Former Masters Champion George Archer Battled Secret Life-long Illiteracy; Moving First-Person Account Written by Archer's Wife Appears in the March/April Issue of Golf For Women

NEW YORK--()--Feb. 14, 2006--In an exclusive report appearing in the March/April issue of Golf For Women, Donna Archer, wife of the late 1969 Masters Champion George Archer, writes about her husband's life-long struggle with illiteracy.

In the moving first-person account "The Secret They Shared," Donna Archer reveals her husband's disability and describes the great lengths they took throughout his professional career to hide it from the public. "George's illiteracy caused him terrible anxiety, even in victory. He kept many potential sponsors at arm's length for fear that he might be asked to read a speech or write a few words," writes Archer about her husband who died last year of Burkitt's, a rare form of non-Hodgkin's lymphoma.
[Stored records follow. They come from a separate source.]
//! Incident classification and report text.

use std::fmt;
use std::fmt::Write as _;

use chrono::{DateTime, Utc};
use serde::{Deserialize, Serialize};

use linkwatch_state::{
    EndpointRuntimeState, EndpointStatus, EndpointType, HealthCheckResult, IpRole,
    NetworkEndpoint, NetworkMedia,
};

/// Kind of network incident a ticket reports.
#[derive(Debug, Clone, Copy, PartialEq, Eq, Hash, Serialize, Deserialize)]
#[serde(rename_all = "SCREAMING_SNAKE_CASE")]
pub enum IncidentType {
    Outage,
    Slow,
    Timeout,
    Error,
}

impl IncidentType {
    /// Incident for a status, `None` for healthy or unverified endpoints.
    pub fn from_status(status: EndpointStatus) -> Option<Self> {
        match status {
            EndpointStatus::Offline => Some(IncidentType::Outage),
            EndpointStatus::Slow => Some(IncidentType::Slow),
            EndpointStatus::Timeout => Some(IncidentType::Timeout),
            EndpointStatus::Error => Some(IncidentType::Error),
            EndpointStatus::Online | EndpointStatus::Unverified => None,
        }
    }

    pub fn priority(self) -> TicketPriority {
        match self {
            IncidentType::Outage => TicketPriority::High,
            _ => TicketPriority::Medium,
        }
    }

    pub fn as_str(self) -> &'static str {
        match self {
            IncidentType::Outage => "OUTAGE",
            IncidentType::Slow => "SLOW",
            IncidentType::Timeout => "TIMEOUT",
            IncidentType::Error => "ERROR",
        }
    }
}

impl fmt::Display for IncidentType {
    fn fmt(&self, f: &mut fmt::Formatter<'_>) -> fmt::Result {
        f.write_str(self.as_str())
    }
}

#[derive(Debug, Clone, Copy, PartialEq, Eq, Serialize, Deserialize)]
#[serde(rename_all = "SCREAMING_SNAKE_CASE")]
pub enum TicketPriority {
    Medium,
    High,
}

/// Helpdesk service an incident is routed to.
///
/// Branch outages go to the team owning the link's media; ATM outages
/// always go to transaction processing.
pub fn service_name(
    incident: IncidentType,
    endpoint_type: EndpointType,
    media: Option<NetworkMedia>,
) -> &'static str {
    match incident {
        IncidentType::Outage => match (endpoint_type, media) {
            (EndpointType::Atm, _) => "ATM Network Outage - Transaction Processing Failure",
            (EndpointType::Branch, Some(NetworkMedia::Vsat)) => "VSAT Satellite Network Issues",
            (EndpointType::Branch, Some(NetworkMedia::M2m)) => "M2M Cellular Network Issues",
            (EndpointType::Branch, Some(NetworkMedia::Fo)) => "Fiber Optic Network Issues",
            (EndpointType::Branch, None) => "Critical Network Outage - Branch Complete Failure",
        },
        IncidentType::Slow => "Severe Network Performance Degradation",
        IncidentType::Timeout | IncidentType::Error => "Intermittent Network Connectivity Issues",
    }
}

/// `[AUTO] ATM Network OUTAGE - 0126`
pub fn ticket_title(endpoint: &NetworkEndpoint, incident: IncidentType) -> String {
    format!(
        "[AUTO] {} Network {} - {}",
        endpoint.endpoint_type, incident, endpoint.code
    )
}

/// Human-readable duration: "45 seconds", "3 minutes 20 seconds",
/// "2 hours 5 minutes", "1 days 4 hours".
pub fn format_duration(seconds: u64) -> String {
    if seconds < 60 {
        format!("{seconds} seconds")
    } else if seconds < 3600 {
        format!("{} minutes {} seconds", seconds / 60, seconds % 60)
    } else if seconds < 86_400 {
        format!("{} hours {} minutes", seconds / 3600, (seconds % 3600) / 60)
    } else {
        format!("{} days {} hours", seconds / 86_400, (seconds % 86_400) / 3600)
    }
}

/// Plain-text incident report for the ticket body.
///
/// `state` is the endpoint's stored runtime state, when there is one; it
/// supplies previous status, downtime and uptime.
pub fn build_description(
    endpoint: &NetworkEndpoint,
    result: &HealthCheckResult,
    state: Option<&EndpointRuntimeState>,
    incident: IncidentType,
    now: DateTime<Utc>,
) -> String {
    let mut out = String::new();
    let unknown = "Unknown";

    // Writing into a String cannot fail.
    let _ = writeln!(out, "AUTOMATED NETWORK INCIDENT REPORT");
    let _ = writeln!(out);
    let _ = writeln!(out, "Location: {} ({})", endpoint.name, endpoint.code);
    if let Some(location) = endpoint.location.as_deref() {
        let _ = writeln!(out, "Address: {location}");
    }
    let _ = writeln!(out, "Type: {}", endpoint.endpoint_type);
    let _ = writeln!(out, "IP Address: {}", result.ip_address);
    let _ = writeln!(
        out,
        "Network Media: {}",
        endpoint.network_media.map(|m| m.as_str()).unwrap_or(unknown)
    );
    let _ = writeln!(
        out,
        "Vendor: {}",
        endpoint.network_vendor.as_deref().unwrap_or(unknown)
    );
    let _ = writeln!(out, "Detected At: {}", now.format("%Y-%m-%d %H:%M:%S UTC"));
    let _ = writeln!(out);

    let _ = writeln!(out, "Incident Details:");
    let _ = writeln!(out, "- Incident Type: {incident}");
    let _ = writeln!(out, "- Current Status: {}", result.status);
    if let Some(previous) = state
        .and_then(|s| s.previous_status)
        .filter(|p| *p != result.status)
    {
        let _ = writeln!(out, "- Previous Status: {previous}");
    }
    if let Some(ms) = result.response_time_ms {
        let _ = writeln!(out, "- Response Time: {ms}ms");
    }
    if let Some(loss) = result.packet_loss.filter(|l| *l > 0.0) {
        let _ = writeln!(out, "- Packet Loss: {loss:.1}%");
    }
    if let Some(error) = result.error_message.as_deref() {
        let _ = writeln!(out, "- Error Message: {error}");
    }
    if let Some(state) = state {
        if let Some(since) = state.down_since.filter(|_| result.status.is_down()) {
            let downtime = (now - since).num_seconds().max(0) as u64;
            let _ = writeln!(out, "- Downtime Duration: {}", format_duration(downtime));
            let _ = writeln!(out, "- Down Since: {}", since.format("%Y-%m-%d %H:%M UTC"));
        }
        if let Some(changed) = state.status_changed_at {
            let ago = (now - changed).num_seconds().max(0) as u64;
            let _ = writeln!(out, "- Status Changed: {} ago", format_duration(ago));
        }
        if state.observations > 0 {
            let _ = writeln!(
                out,
                "- Uptime: {:.1}% over {} checks",
                state.uptime_percentage, state.observations
            );
        }
        if state.total_downtime_seconds > 0 {
            let _ = writeln!(
                out,
                "- Earlier Downtime: {}",
                format_duration(state.total_downtime_seconds)
            );
        }
    }
    if result.ip_role == IpRole::Backup {
        let _ = writeln!(out, "- Reached via backup address");
    }
    let _ = writeln!(out);

    let _ = writeln!(out, "Business Impact:");
    for line in business_impact(endpoint.endpoint_type, incident) {
        let _ = writeln!(out, "- {line}");
    }
    let _ = writeln!(out);

    let _ = writeln!(out, "Recommended Actions:");
    let _ = writeln!(out, "1. Verify physical network connections");
    let _ = writeln!(
        out,
        "2. Check with network vendor ({})",
        endpoint.network_vendor.as_deref().unwrap_or("vendor")
    );
    let _ = writeln!(out, "3. Review network equipment status");
    let _ = writeln!(out, "4. Monitor for service restoration");
    let _ = writeln!(out);
    let _ = write!(
        out,
        "This ticket was generated automatically by network monitoring."
    );
    out
}

fn business_impact(endpoint_type: EndpointType, incident: IncidentType) -> &'static [&'static str] {
    match (endpoint_type, incident) {
        (EndpointType::Branch, IncidentType::Outage) => &[
            "Branch operations severely impacted",
            "Staff unable to access core banking systems",
            "Customer service disrupted",
        ],
        (EndpointType::Branch, IncidentType::Slow) => &[
            "Degraded performance affecting productivity",
            "Delays in customer transactions",
        ],
        (EndpointType::Branch, _) => &[
            "Intermittent connectivity issues",
            "Potential service interruptions",
        ],
        (EndpointType::Atm, IncidentType::Outage) => &[
            "ATM out of service",
            "Customers unable to perform transactions",
        ],
        (EndpointType::Atm, IncidentType::Slow) => &[
            "Slow transaction processing",
            "Extended transaction times",
        ],
        (EndpointType::Atm, _) => &[
            "Intermittent transaction failures",
            "Customer experience degraded",
        ],
    }
}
Though Archer admits that her husband was deeply embarrassed by his illiteracy, she reports that if evaluated today, he would probably be diagnosed with severe dyslexia exacerbated by a non-verbal learning disability. Archer goes on to describe George's reluctance to defend his Masters title in the piece, "He even worried about going back to Augusta to defend his title in 1970, because he was afraid that fans would want him to personalize the autographs he signed or that he'd have to read some prepared sentences on television."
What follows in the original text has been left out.